● **MATERIAL FOR THIS EXERCISE**
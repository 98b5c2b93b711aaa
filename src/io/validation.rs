//! Field coercion at the loader boundary.
//!
//! Every raw value read from the source passes through here before a
//! [`Record`] exists. A value that cannot be coerced fails the whole load;
//! rows are never skipped.

use crate::models::{Field, Record};
use crate::{Error, Result};
use chrono::{NaiveDate, NaiveDateTime};

/// Date/time layouts accepted for date columns.
const DATETIME_FORMATS: &[&str] = &[
    "%Y-%m-%d %H:%M:%S%.f",
    "%Y-%m-%dT%H:%M:%S%.f",
    "%Y-%m-%d %H:%M",
    "%Y/%m/%d %H:%M:%S",
];

/// Date-only layouts, read as midnight.
const DATE_FORMATS: &[&str] = &["%Y-%m-%d", "%Y/%m/%d", "%m/%d/%Y"];

fn coercion_error(row: usize, field: Field, raw: &str, expected: &str) -> Error {
    Error::Coercion {
        row,
        column: field.name().to_string(),
        value: raw.to_string(),
        expected: expected.to_string(),
    }
}

/// Requires a non-blank text value.
///
/// # Errors
///
/// Returns [`Error::Coercion`] if the value is blank.
pub fn require_text(raw: &str, row: usize, field: Field) -> Result<String> {
    let trimmed = raw.trim();
    if trimmed.is_empty() {
        return Err(coercion_error(row, field, raw, "non-empty text"));
    }
    Ok(trimmed.to_string())
}

/// Coerces `Age` to an integer.
///
/// # Errors
///
/// Returns [`Error::Coercion`] unless the value is a base-10 integer.
pub fn coerce_age(raw: &str, row: usize) -> Result<i64> {
    raw.trim()
        .parse::<i64>()
        .map_err(|_| coercion_error(row, Field::Age, raw, "integer"))
}

/// Coerces `Billing Amount` to a finite float.
///
/// # Errors
///
/// Returns [`Error::Coercion`] for non-numeric and non-finite values.
pub fn coerce_billing_amount(raw: &str, row: usize) -> Result<f64> {
    raw.trim()
        .parse::<f64>()
        .ok()
        .filter(|f| f.is_finite())
        .ok_or_else(|| coercion_error(row, Field::BillingAmount, raw, "float"))
}

/// Parses a date or date/time, returning `None` when no layout matches.
#[must_use]
pub fn parse_datetime(raw: &str) -> Option<NaiveDateTime> {
    let raw = raw.trim();
    DATETIME_FORMATS
        .iter()
        .find_map(|fmt| NaiveDateTime::parse_from_str(raw, fmt).ok())
        .or_else(|| {
            DATE_FORMATS
                .iter()
                .find_map(|fmt| NaiveDate::parse_from_str(raw, fmt).ok())
                .map(|d| d.and_time(chrono::NaiveTime::MIN))
        })
}

/// Coerces a date column to a date/time.
///
/// # Errors
///
/// Returns [`Error::Coercion`] if the value matches no accepted layout.
pub fn coerce_datetime(raw: &str, row: usize, field: Field) -> Result<NaiveDateTime> {
    parse_datetime(raw).ok_or_else(|| coercion_error(row, field, raw, "date"))
}

/// Builds a typed record from the raw values of one row.
///
/// `raw` returns the value of each column as read from the file.
///
/// # Errors
///
/// Returns the first coercion failure in column order.
pub fn build_record<'a>(row: usize, raw: impl Fn(Field) -> &'a str) -> Result<Record> {
    let text = |field: Field| require_text(raw(field), row, field);
    let date = |field: Field| coerce_datetime(raw(field), row, field);

    Ok(Record {
        name: text(Field::Name)?,
        age: coerce_age(raw(Field::Age), row)?,
        gender: text(Field::Gender)?,
        blood_type: text(Field::BloodType)?,
        medical_condition: text(Field::MedicalCondition)?,
        date_of_admission: date(Field::DateOfAdmission)?,
        doctor: text(Field::Doctor)?,
        hospital: text(Field::Hospital)?,
        insurance_provider: text(Field::InsuranceProvider)?,
        billing_amount: coerce_billing_amount(raw(Field::BillingAmount), row)?,
        room_number: text(Field::RoomNumber)?,
        admission_type: text(Field::AdmissionType)?,
        discharge_date: date(Field::DischargeDate)?,
        medication: text(Field::Medication)?,
        test_results: text(Field::TestResults)?,
    })
}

● **PROBLEM REQUIREMENTS**
How many of the lines above contain "accepted"? Give the number by itself.

● **WRITTEN ANSWER**
2